Combination of Anti-Glomerular Basement Membrane Antibodies&Anti-Neutrophil Cytoplasmic Antibodies: A Curious Presentation in a Child-Case Report
Journal: International Journal of Science and Research (IJSR) (Vol.7, No. 9)Publication Date: 2018-09-05
Authors : Alaa A. Hakami; Wala A. Felmban; Eltayeb T. Osman; Turki O. Alhussain; Abdulaziz A. Alshathri; Khalid J. Mirza;
Page : 806-810
Keywords : RPGN; anti GBM antibodies; end stage renal disease;
Abstract
Anti-GBM disease is rare in all age groups. Available data estimate the annual incidence of anti-GBM disease as one case per million in the general population, and this disorder is even less common in children. It is characterized by the presence of circulating autoantibodies to the GBM and linear deposition of immunoglobulin G (IgG) along the GBM and alveolar basement membrane. Anti- GBM disease is the most aggressive form of RPGN and may involve the kidneys alone (Goodpasture disease), or be accompanied by pulmonary hemorrhage (Goodpasture syndrome). Circulating antibody level in anti-GBM disease correlates with the severity of renal disease and serum creatinine concentrations. Unless the diagnosis is made early and therapy is instituted ly, anti-GBM disease rapidly progresses to renal failure and end-stage renal disease (ESRD), with a fatal outcome in approximately one-half of all cases. We observed anti-GBM disease in a 13-year-old female child. We present this case of renal failure with anti-GBM and p-ANCA antibodies positive.
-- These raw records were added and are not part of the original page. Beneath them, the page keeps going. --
use std::sync::Arc;

use axum::{
    Json, Router,
    extract::{Path, State},
    http::HeaderMap,
    routing::get,
};
use validator::Validate;

use crate::{
    budgeting::{
        domain::{
            model::{
                commands::submit_budget_command::SubmitBudgetCommand,
                queries::get_budget_query::GetBudgetQuery,
                value_objects::budget_line_draft::BudgetLineDraft,
            },
            services::{
                budget_category_catalog::BudgetCategoryCatalog,
                budget_command_service::BudgetCommandService,
                budget_query_service::BudgetQueryService,
            },
        },
        interfaces::rest::resources::{
            budget_category_resource::BudgetCategoryResource,
            budget_line_resource::{BudgetLineResource, BudgetSummaryResource},
            submit_budget_request_resource::SubmitBudgetRequestResource,
        },
    },
    iam_integration::interfaces::{
        acl::identity_context_facade::IdentityContextFacade,
        rest::principal_header_resolver::resolve_principal,
    },
    shared::interfaces::rest::{
        error_mapping::{RestError, map_domain_error, map_validation_error},
        path_params::parse_uuid,
        resources::error_response_resource::ErrorResponseResource,
    },
};

#[derive(Clone)]
pub struct BudgetRestControllerState {
    pub command_service: Arc<dyn BudgetCommandService>,
    pub query_service: Arc<dyn BudgetQueryService>,
    pub identity_context: Arc<dyn IdentityContextFacade>,
    pub catalog: BudgetCategoryCatalog,
}

pub fn router(state: BudgetRestControllerState) -> Router {
    Router::new()
        .route(
            "/events/:event_id/budget",
            get(get_budget).post(submit_budget),
        )
        .route("/budget-categories", get(list_budget_categories))
        .with_state(state)
}

#[utoipa::path(
    post,
    path = "/events/{event_id}/budget",
    tag = "budgeting",
    params(("event_id" = String, Path, description = "Event identifier")),
    request_body = SubmitBudgetRequestResource,
    security(("principalHeader" = [])),
    responses(
        (status = 200, description = "Lines stored for the submitted categories", body = [BudgetLineResource]),
        (status = 400, description = "Invalid lines", body = ErrorResponseResource),
        (status = 403, description = "Not the event owner", body = ErrorResponseResource),
        (status = 404, description = "Event not found", body = ErrorResponseResource),
        (status = 409, description = "Event is no longer PENDING", body = ErrorResponseResource)
    )
)]
pub async fn submit_budget(
    State(state): State<BudgetRestControllerState>,
    headers: HeaderMap,
    Path(event_id): Path<String>,
    Json(request): Json<SubmitBudgetRequestResource>,
) -> Result<Json<Vec<BudgetLineResource>>, RestError> {
    request.validate().map_err(map_validation_error)?;
    let principal = resolve_principal(state.identity_context.as_ref(), &headers).await?;
    let event_id = parse_uuid(&event_id, "event_id")?;

    let mut drafts = Vec::with_capacity(request.lines.len());
    for line in request.lines {
        let category_id = parse_uuid(&line.category_id, "category_id")?;
        drafts.push(
            BudgetLineDraft::new(
                category_id,
                line.amount,
                line.sponsor_contribution,
                line.remarks,
            )
            .map_err(map_domain_error)?,
        );
    }

    let command =
        SubmitBudgetCommand::new(principal, event_id, drafts).map_err(map_domain_error)?;

    let lines = state
        .command_service
        .handle_submit(command)
        .await
        .map_err(map_domain_error)?;

    Ok(Json(
        lines
            .iter()
            .map(|line| BudgetLineResource::from_line(line, &state.catalog))
            .collect(),
    ))
}

#[utoipa::path(
    get,
    path = "/events/{event_id}/budget",
    tag = "budgeting",
    params(("event_id" = String, Path, description = "Event identifier")),
    security(("principalHeader" = [])),
    responses(
        (status = 200, description = "Budget lines with derived totals", body = BudgetSummaryResource),
        (status = 403, description = "Event not visible to the principal", body = ErrorResponseResource),
        (status = 404, description = "Event not found", body = ErrorResponseResource)
    )
)]
pub async fn get_budget(
    State(state): State<BudgetRestControllerState>,
    headers: HeaderMap,
    Path(event_id): Path<String>,
) -> Result<Json<BudgetSummaryResource>, RestError> {
    let principal = resolve_principal(state.identity_context.as_ref(), &headers).await?;
    let event_id = parse_uuid(&event_id, "event_id")?;

    let summary = state
        .query_service
        .handle_get_summary(GetBudgetQuery::new(principal, event_id))
        .await
        .map_err(map_domain_error)?;

    Ok(Json(BudgetSummaryResource::from_summary(
        &summary,
        &state.catalog,
    )))
}

#[utoipa::path(
    get,
    path = "/budget-categories",
    tag = "budgeting",
    responses(
        (status = 200, description = "Budget categories in display order", body = [BudgetCategoryResource])
    )
)]
pub async fn list_budget_categories(
    State(state): State<BudgetRestControllerState>,
) -> Json<Vec<BudgetCategoryResource>> {
    Json(
        state
            .query_service
            .list_categories()
            .into_iter()
            .map(BudgetCategoryResource::from)
            .collect(),
    )
}
use async_trait::async_trait;
use uuid::Uuid;

use crate::{
    event_management::domain::model::entities::event::Event,
    shared::domain::model::enums::workflow_domain_error::WorkflowDomainError,
};

#[async_trait]
pub trait EventRegistryFacade: Send + Sync {
    /// Fails with `NotFound` when the event does not exist.
    async fn load_event(&self, event_id: Uuid) -> Result<Event, WorkflowDomainError>;

    async fn reopen_for_review(
        &self,
        event_id: Uuid,
        observed_cycle: i32,
    ) -> Result<Option<Event>, WorkflowDomainError>;

    async fn assign_venue(
        &self,
        event_id: Uuid,
        venue_id: Uuid,
    ) -> Result<Option<Event>, WorkflowDomainError>;
}
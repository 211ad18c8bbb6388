pub mod assign_venue_command;
pub mod record_expense_command;
use async_trait::async_trait;

use crate::{
    access_control::domain::model::{
        enums::{access_control_domain_error::AccessControlDomainError, capability_action::CapabilityAction},
        value_objects::resource_ownership::ResourceOwnership,
    },
    iam_integration::domain::model::entities::principal::Principal,
    shared::domain::model::enums::workflow_domain_error::WorkflowDomainError,
};

#[derive(Clone, Debug)]
pub struct AccessControlPermissionRequest {
    pub principal: Principal,
    pub action: CapabilityAction,
    pub ownership: Option<ResourceOwnership>,
    pub request_id: Option<String>,
}

impl AccessControlPermissionRequest {
    pub fn new(principal: Principal, action: CapabilityAction) -> Self {
        Self {
            principal,
            action,
            ownership: None,
            request_id: None,
        }
    }

    pub fn on_resource(mut self, ownership: ResourceOwnership) -> Self {
        self.ownership = Some(ownership);
        self
    }
}

#[derive(Clone, Debug)]
pub struct AccessControlPermissionDecision {
    pub allowed: bool,
    pub reason: String,
}

#[async_trait]
pub trait AccessControlFacade: Send + Sync {
    async fn check_permission(
        &self,
        request: AccessControlPermissionRequest,
    ) -> Result<AccessControlPermissionDecision, AccessControlDomainError>;
}

pub async fn require_permission(
    facade: &dyn AccessControlFacade,
    request: AccessControlPermissionRequest,
) -> Result<(), WorkflowDomainError> {
    let action = request.action;
    let decision = facade.check_permission(request).await?;

    if decision.allowed {
        Ok(())
    } else {
        Err(WorkflowDomainError::Unauthorized(format!(
            "{action} denied: {}",
            decision.reason
        )))
    }
}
This patient with dual antibodies is considered to be a vasculitis-variant of anti-GBM antibody nephritis. This patien had atypical presentation, and she presented late to hospital. Recurrence rate is expected to be higher in such patients. We reviewed the literature of cases and studies on crescentic glomerulonephritis with anti-GBM and p-ANCA positive.